In a time when Australian society is engaged in debates around constitutional recognition, a treaty and community closures, this event will offer an alternative view on local dialogues – drawn from the insights, challenges and tactics of First Peoples across the world.
After presenting a lecture, Simpson will further unpack her provocative arguments with Emma Kowal, author of the acclaimed Trapped in the Gap: Doing Good in Indigenous Australia.
Presented in partnership with the Alfred Deakin Institute for Citizenship and Globalisation, Deakin University.
Featuring
Audra Simpson
Audra Simpson is Associate Professor of Anthropology at Columbia University.
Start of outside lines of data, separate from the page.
// src/sentiment/mod.rs
//! Three-class sentiment scoring: shared types, the scorer trait, and the
//! factory that picks an implementation from config.

pub mod inference;
pub mod lexicon;

use std::fmt;
use std::str::FromStr;
use std::sync::Arc;

use anyhow::Result;
use serde::{Deserialize, Serialize};

use crate::config::tracker::{ScorerConfig, ScorerKind};
use crate::ingest::types::NewsRecord;

pub use inference::InferenceScorer;
pub use lexicon::LexiconScorer;

#[derive(Debug, Clone, Copy, PartialEq, Eq, PartialOrd, Ord, Hash, Serialize, Deserialize)]
#[serde(rename_all = "lowercase")]
pub enum SentimentLabel {
    Positive,
    Neutral,
    Negative,
}

impl SentimentLabel {
    pub const ALL: [SentimentLabel; 3] = [
        SentimentLabel::Positive,
        SentimentLabel::Neutral,
        SentimentLabel::Negative,
    ];

    pub fn as_str(&self) -> &'static str {
        match self {
            SentimentLabel::Positive => "positive",
            SentimentLabel::Neutral => "neutral",
            SentimentLabel::Negative => "negative",
        }
    }
}

impl fmt::Display for SentimentLabel {
    fn fmt(&self, f: &mut fmt::Formatter<'_>) -> fmt::Result {
        f.write_str(self.as_str())
    }
}

impl FromStr for SentimentLabel {
    type Err = anyhow::Error;

    fn from_str(s: &str) -> Result<Self> {
        match s.trim().to_ascii_lowercase().as_str() {
            "positive" | "pos" => Ok(SentimentLabel::Positive),
            "neutral" | "neu" => Ok(SentimentLabel::Neutral),
            "negative" | "neg" => Ok(SentimentLabel::Negative),
            other => anyhow::bail!("unknown sentiment label: {other}"),
        }
    }
}

/// Class probabilities for one text plus the arg-max label.
#[derive(Debug, Clone, Copy, PartialEq, Serialize, Deserialize)]
pub struct SentimentScores {
    pub label: SentimentLabel,
    pub pos: f64,
    pub neu: f64,
    pub neg: f64,
}

impl SentimentScores {
    /// Build from raw (possibly unnormalized) class weights.
    ///
    /// Negative or non-finite inputs count as zero; an all-zero vector becomes
    /// pure neutral. Ties resolve neutral > positive > negative.
    pub fn from_probs(pos: f64, neu: f64, neg: f64) -> Self {
        let c = |x: f64| if x.is_finite() && x > 0.0 { x } else { 0.0 };
        let (pos, neu, neg) = (c(pos), c(neu), c(neg));
        let sum = pos + neu + neg;
        let (pos, neu, neg) = if sum > 0.0 {
            (pos / sum, neu / sum, neg / sum)
        } else {
            (0.0, 1.0, 0.0)
        };

        let mut label = SentimentLabel::Neutral;
        let mut best = neu;
        if pos > best {
            label = SentimentLabel::Positive;
            best = pos;
        }
        if neg > best {
            label = SentimentLabel::Negative;
        }
        Self { label, pos, neu, neg }
    }

    /// Probability of the winning class.
    pub fn score(&self) -> f64 {
        match self.label {
            SentimentLabel::Positive => self.pos,
            SentimentLabel::Neutral => self.neu,
            SentimentLabel::Negative => self.neg,
        }
    }
}

/// A news record together with its sentiment columns.
#[derive(Debug, Clone, PartialEq, Serialize, Deserialize)]
pub struct ScoredRecord {
    #[serde(flatten)]
    pub record: NewsRecord,
    pub sent_label: SentimentLabel,
    pub sent_score: f64,
    pub sent_pos: f64,
    pub sent_neu: f64,
    pub sent_neg: f64,
}

impl ScoredRecord {
    pub fn new(record: NewsRecord, s: &SentimentScores) -> Self {
        Self {
            record,
            sent_label: s.label,
            sent_score: s.score(),
            sent_pos: s.pos,
            sent_neu: s.neu,
            sent_neg: s.neg,
        }
    }
}

/// Black-box text classifier. Output has the same length and order as input;
/// empty input yields empty output.
#[async_trait::async_trait]
pub trait SentimentScorer: Send + Sync {
    async fn score(&self, texts: &[String]) -> Result<Vec<SentimentScores>>;

    /// Whether inputs should go through `normalize_text` first.
    fn wants_clean_input(&self) -> bool {
        false
    }

    fn name(&self) -> &'static str;
}

pub type DynScorer = Arc<dyn SentimentScorer>;

/// Build the configured scorer. Loaded once at startup and shared read-only.
pub fn build_scorer(cfg: &ScorerConfig) -> Result<DynScorer> {
    let scorer: DynScorer = match cfg.kind {
        ScorerKind::Lexicon => Arc::new(LexiconScorer::new()),
        ScorerKind::Inference => Arc::new(InferenceScorer::from_env(cfg)?),
    };
    tracing::info!(
        scorer = scorer.name(),
        model = %cfg.model_id,
        device = %cfg.device,
        batch_size = cfg.batch_size,
        "sentiment scorer ready"
    );
    Ok(scorer)
}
She is the author of Mohawk Interruptus: Political Life Across the Borders of Settler States (Duke University Press, 2014) and co-editor (with Andrea Smith) of Theorizing Native Studies (Duke University Press, 2014). She has articles in Cultural Anthropology, American Quarterly, Junctures, Law and Contemporary Problems and Wicazo Sa Review. In 2010 she won Columbia University’s School for General Studies “Excellence in Teaching Award.”
She is a Kahnawake Mohawk, and Simpson returns to her reservation often, saying, 'My family is there, my research is there, the people I love most in the world are there.'
Emma Kowal
Emma Kowal is Associate Professor of Anthropology in the Alfred Deakin Research Institute of Citizenship and Globalisation at Deakin University. After studying medicine and anthropology at university she moved from Melbourne to Darwin to pursue a career in Aboriginal health as a doctor and public health researcher. Her PhD research was recently published as Trapped in the Gap: Doing Good in Indigenous Australia (2015).
In 2007 she returned to Melbourne to begin postdoctoral research on the use of genetics in Indigenous Australian communities, work that has led to the formation of the National Centre for Indigenous Genomics at the Australian National University where she is Deputy Director. Her ongoing research explores the role of human biology in the founding of Indigenous studies in the 1960s.